### Work item
Go through the data line by line. Copy each one holding the string "TransferKind".

### Dataset

//! Integration test: frames produced by a running pipeline.
//!
//! Drives full simulate → rasterize → encode steps on the host device and
//! checks the encoded output: non-empty JPEG streams at the configured
//! camera resolution, sizes bounded by the raw pixel payload, quality
//! ordering, and bit-identical frames from identical inputs.

use image::{GenericImageView, ImageFormat};
use swirl_core::Cell;
use swirl_engine::{InitialField, Pipeline, PipelineConfig, TransferKind};
use swirl_test_utils::fixtures::host_device;

fn pipeline(config: PipelineConfig) -> Pipeline {
    Pipeline::new(Box::new(host_device()), config).unwrap()
}

fn noisy(seed: u64) -> PipelineConfig {
    PipelineConfig {
        initial: InitialField::Noise {
            seed,
            amplitude: 1.0,
        },
        ..PipelineConfig::default()
    }
}

fn decoded_size(bytes: &[u8]) -> (u32, u32) {
    image::load_from_memory_with_format(bytes, ImageFormat::Jpeg)
        .unwrap()
        .dimensions()
}

// ── Frame shape ──────────────────────────────────────────────────────

#[test]
fn every_step_yields_a_jpeg_frame() {
    for (w, h) in [(1, 1), (7, 3), (16, 16), (33, 65)] {
        let mut p = pipeline(PipelineConfig::default());
        p.initialize(w, h).unwrap();
        let frame = p.step().unwrap();
        assert!(!frame.is_empty(), "{w}x{h}");
        assert_eq!(&frame.as_bytes()[..2], &[0xFF, 0xD8]);
        assert_eq!(decoded_size(frame.as_bytes()), (w as u32, h as u32));
        p.cleanup().unwrap();
    }
}

#[test]
fn small_grid_frames_stay_below_raw_size() {
    let mut p = pipeline(noisy(7));
    p.initialize(64, 48).unwrap();
    for tick in 1..=10u64 {
        let len = p.step().unwrap().len();
        assert!(len > 100 && len < 64 * 48 * 3, "tick {tick}: {len} bytes");
        assert_eq!(p.tick().0, tick);
        assert_eq!(p.last_metrics().frame_bytes, len);
    }
    p.cleanup().unwrap();
}

#[test]
fn camera_resolution_controls_frame_size() {
    let config = PipelineConfig {
        camera: Some((40, 20)),
        ..noisy(1)
    };
    let mut p = pipeline(config);
    p.initialize(64, 48).unwrap();
    assert_eq!(decoded_size(p.step().unwrap().as_bytes()), (40, 20));

    p.update_camera(128, 96, 90).unwrap();
    assert_eq!(decoded_size(p.step().unwrap().as_bytes()), (128, 96));
    assert_eq!(p.camera().unwrap().quality().get(), 90);
    p.cleanup().unwrap();
}

#[test]
fn camera_set_before_initialize_is_used() {
    let mut p = pipeline(PipelineConfig::default());
    p.update_camera(20, 10, 50).unwrap();
    p.initialize(8, 8).unwrap();
    assert_eq!(decoded_size(p.step().unwrap().as_bytes()), (20, 10));
    p.cleanup().unwrap();
}

// ── Quality and determinism ──────────────────────────────────────────

#[test]
fn higher_quality_produces_larger_frames() {
    let size_at = |quality: i64| {
        let mut p = pipeline(noisy(42));
        p.initialize(64, 64).unwrap();
        p.update_camera(64, 64, quality).unwrap();
        let len = p.step().unwrap().len();
        p.cleanup().unwrap();
        len
    };
    assert!(size_at(1) < size_at(100));
}

#[test]
fn identical_inputs_produce_identical_frames() {
    let run = || {
        let mut p = pipeline(noisy(99));
        p.initialize(48, 32).unwrap();
        let mut frames = Vec::new();
        for _ in 0..3 {
            frames.push(p.step().unwrap().as_bytes().to_vec());
        }
        let field = p.snapshot_field().unwrap();
        p.cleanup().unwrap();
        (frames, field)
    };
    let (frames_a, field_a) = run();
    let (frames_b, field_b) = run();
    assert_eq!(field_a, field_b);
    assert_eq!(frames_a, frames_b);
}

#[test]
fn magnitude_transfer_renders_grey_levels() {
    let config = PipelineConfig {
        transfer: TransferKind::Magnitude,
        ..PipelineConfig::default()
    };
    let mut p = pipeline(config);
    p.initialize(16, 16).unwrap();
    p.inject(8, 8, Cell::new(1.0, 0.0)).unwrap();
    let frame = p.step().unwrap().as_bytes().to_vec();
    let img = image::load_from_memory_with_format(&frame, ImageFormat::Jpeg)
        .unwrap()
        .to_rgb8();
    // Lossy, but a grey transfer stays close to grey.
    for px in img.pixels() {
        let [r, g, b] = px.0;
        let spread = r.max(g).max(b) - r.min(g).min(b);
        assert!(spread < 24, "pixel {:?}", px.0);
    }
    p.cleanup().unwrap();
}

### Response for this exercise
use swirl_engine::{InitialField, Pipeline, PipelineConfig, TransferKind};
        transfer: TransferKind::Magnitude,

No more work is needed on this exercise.